Warum favorisierst Du diesen. Hast Du Angst vor mangelnder Kontrolle oder falschem Aufbau des "massiven Bodenkörpers" mit den entsprechenden Substraten, oder findest Du die Optik einer Wasserfläche schöner?
Oder was war gerade die Motivation hinter Deiner Namensgebung des Thread's ?

VG Tom


----------



## Teich4You (15. Sep. 2017)

Phiobus schrieb:


> Eine Antwort/Aussage wie "Den Nichtwissenden führt sowieso nichts zum Erfolg." soll was heißen ?


Gerne beantworte ich dir diese Frage.
Damit ist gemeint, dass die meisten Leute sich auf Plug&Play Lösungen verlassen.
Im Klartext: Filter anschließen, zufrieden sein wenn es funktioniert. Sauer sein, wenn das Geld weg ist und das Ergebnis nicht wie erwartet.

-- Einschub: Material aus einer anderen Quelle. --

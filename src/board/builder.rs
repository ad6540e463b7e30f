//! Fluent builder for constructing chess positions.
//!
//! Allows creating positions piece by piece rather than parsing position
//! strings.
//!
//! # Example
//! ```
//! use chess_rules::board::{BoardBuilder, Color, PieceKind};
//!
//! let board = BoardBuilder::new()
//!     .piece("e1".parse().unwrap(), Color::White, PieceKind::King)
//!     .piece("e8".parse().unwrap(), Color::Black, PieceKind::King)
//!     .piece("a2".parse().unwrap(), Color::White, PieceKind::Pawn)
//!     .side_to_move(Color::White)
//!     .build();
//! assert_eq!(board.to_position_string(), "4k3/8/8/8/8/8/P7/4K3 w - - 0 1");
//! ```

use super::{Board, CastlingRights, Color, Piece, PieceKind, Square};

/// A fluent builder for constructing `Board` positions.
///
/// Kings and corner rooks count as unmoved only when a matching castling
/// right is enabled, the same rule applied to parsed positions.
#[derive(Clone, Debug)]
pub struct BoardBuilder {
    pieces: Vec<(Square, Color, PieceKind)>,
    side_to_move: Color,
    castling_rights: CastlingRights,
    en_passant_target: Option<Square>,
    halfmove_clock: u32,
    fullmove_number: u32,
}

impl Default for BoardBuilder {
    fn default() -> Self {
        Self::new()
    }
}

impl BoardBuilder {
    /// Create a new empty board builder.
    #[must_use]
    pub fn new() -> Self {
        BoardBuilder {
            pieces: Vec::new(),
            side_to_move: Color::White,
            castling_rights: CastlingRights::none(),
            en_passant_target: None,
            halfmove_clock: 0,
            fullmove_number: 1,
        }
    }

    /// Create a builder starting from the standard initial position.
    #[must_use]
    pub fn starting_position() -> Self {
        let board = Board::new();
        let mut builder = Self::new();
        for color in Color::BOTH {
            for piece in board.pieces(color) {
                builder.pieces.push((piece.square, piece.color, piece.kind));
            }
        }
        builder.castling_rights = CastlingRights::all();
        builder
    }

    /// Place a piece on the board.
    #[must_use]
    pub fn piece(mut self, square: Square, color: Color, kind: PieceKind) -> Self {
        // Remove any existing piece on this square
        self.pieces.retain(|(sq, _, _)| *sq != square);
        self.pieces.push((square, color, kind));
        self
    }

    /// Remove a piece from a square.
    #[must_use]
    pub fn clear(mut self, square: Square) -> Self {
        self.pieces.retain(|(sq, _, _)| *sq != square);
        self
    }

    /// Set the side to move.
    #[must_use]
    pub const fn side_to_move(mut self, color: Color) -> Self {
        self.side_to_move = color;
        self
    }

    /// Set castling rights from a `CastlingRights` value.
    #[must_use]
    pub const fn castling(mut self, rights: CastlingRights) -> Self {
        self.castling_rights = rights;
        self
    }

    /// Enable kingside castling for a color.
    #[must_use]
    pub fn castle_kingside(mut self, color: Color) -> Self {
        self.castling_rights.set(color, true);
        self
    }

    /// Enable queenside castling for a color.
    #[must_use]
    pub fn castle_queenside(mut self, color: Color) -> Self {
        self.castling_rights.set(color, false);
        self
    }

    /// Disable all castling rights.
    #[must_use]
    pub const fn no_castling_rights(mut self) -> Self {
        self.castling_rights = CastlingRights::none();
        self
    }

    /// Set the en passant target square.
    #[must_use]
    pub const fn en_passant(mut self, target: Square) -> Self {
        self.en_passant_target = Some(target);
        self
    }

    /// Set the halfmove clock (for the fifty-move rule).
    #[must_use]
    pub const fn halfmove_clock(mut self, clock: u32) -> Self {
        self.halfmove_clock = clock;
        self
    }

    /// Set the fullmove number.
    #[must_use]
    pub const fn fullmove_number(mut self, number: u32) -> Self {
        self.fullmove_number = number;
        self
    }

    /// Build the board.
    #[must_use]
    pub fn build(self) -> Board {
        let mut board = Board::empty();

        for (square, color, kind) in self.pieces {
            board.put(Piece::new(kind, color, square));
        }

        board.side_to_move = self.side_to_move;
        board.castling_rights = self.castling_rights;
        board.en_passant_target = self.en_passant_target;
        board.halfmove_clock = self.halfmove_clock;
        board.fullmove_number = self.fullmove_number;
        board.sync_moved_flags();

        board
    }
}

Jemand der sich aber nicht ausreichend mit der Materie auseinandersetzt wird kaum verstehen warum es funktioniert, oder eben auch nicht.
Daher wird so jemanden sein Nichtwissen, nicht zum gewünschten Erfolg führen.



Phiobus schrieb:


> Die ganzen Ahnungslosen brauchen sich hier im Forum gar nicht anmelden.


Und genau das sind die, die nach Wissen suchen und wenn sie am Ball bleiben auch den Erfolg haben werden.
Ein wenig Eigenrecherche und Aufbau von Grundwissen setze ich allerdings voraus.
Denn dann kann man auf einer ganz anderen Ebene kommunizieren.
Immerhin müssen die Leute Ihren Teich alleine betreiben ohne das jemand täglich daneben stehen kann.

Und tatsächlich gibt es von diesen "Pflegefällen" aber mehr als man denkt.
Das wirst du merken, wenn du aktiv helfend durch die Teich/Koi/Technik-Landschaft wanderst, was ich tatsächlich schon einige Zeit mache. Ebenso bekomme ich laufend Mails und andere Anfragen zu diversen Sachen.
Und wenn jemand jemand letztendlich auf nichts eingeht und nicht mal 1+1 ausrechnen kann, im übertragenen Sinn, obwohl man ihn auf alles mögliche hingewiesen hat, dann macht es aus meiner Sicht auch keinen Sinn seine Freizeit dafür weiter aufzuwenden. 
Denn ein Helfersyndrom habe ich dann doch nicht.


----------



## samorai (15. Sep. 2017)

Hallo Tom!
In diesem Forum sind alle gleich, Teichsuchties eben. Man sammelt Erfahrungen oder nimmt Erfahrungen in sich auf und begünstigt dadurch seinen Teich, aber man fordert es nicht.
Es ist schon schwer genug aus der “Ferne“ eine richtige Einschätzung zu geben.
Damit ist erstmal alles gesagt und ich will gar nicht weiter in's Detail gehen.

Um 2:40 fällt dir plötzlich ein; warum ich überhaupt diesen Fred eröffnet habe, na dann lese dich mal durch die ersten Beiträge von mir, denn ich werde mich nicht andauernd wiederholen.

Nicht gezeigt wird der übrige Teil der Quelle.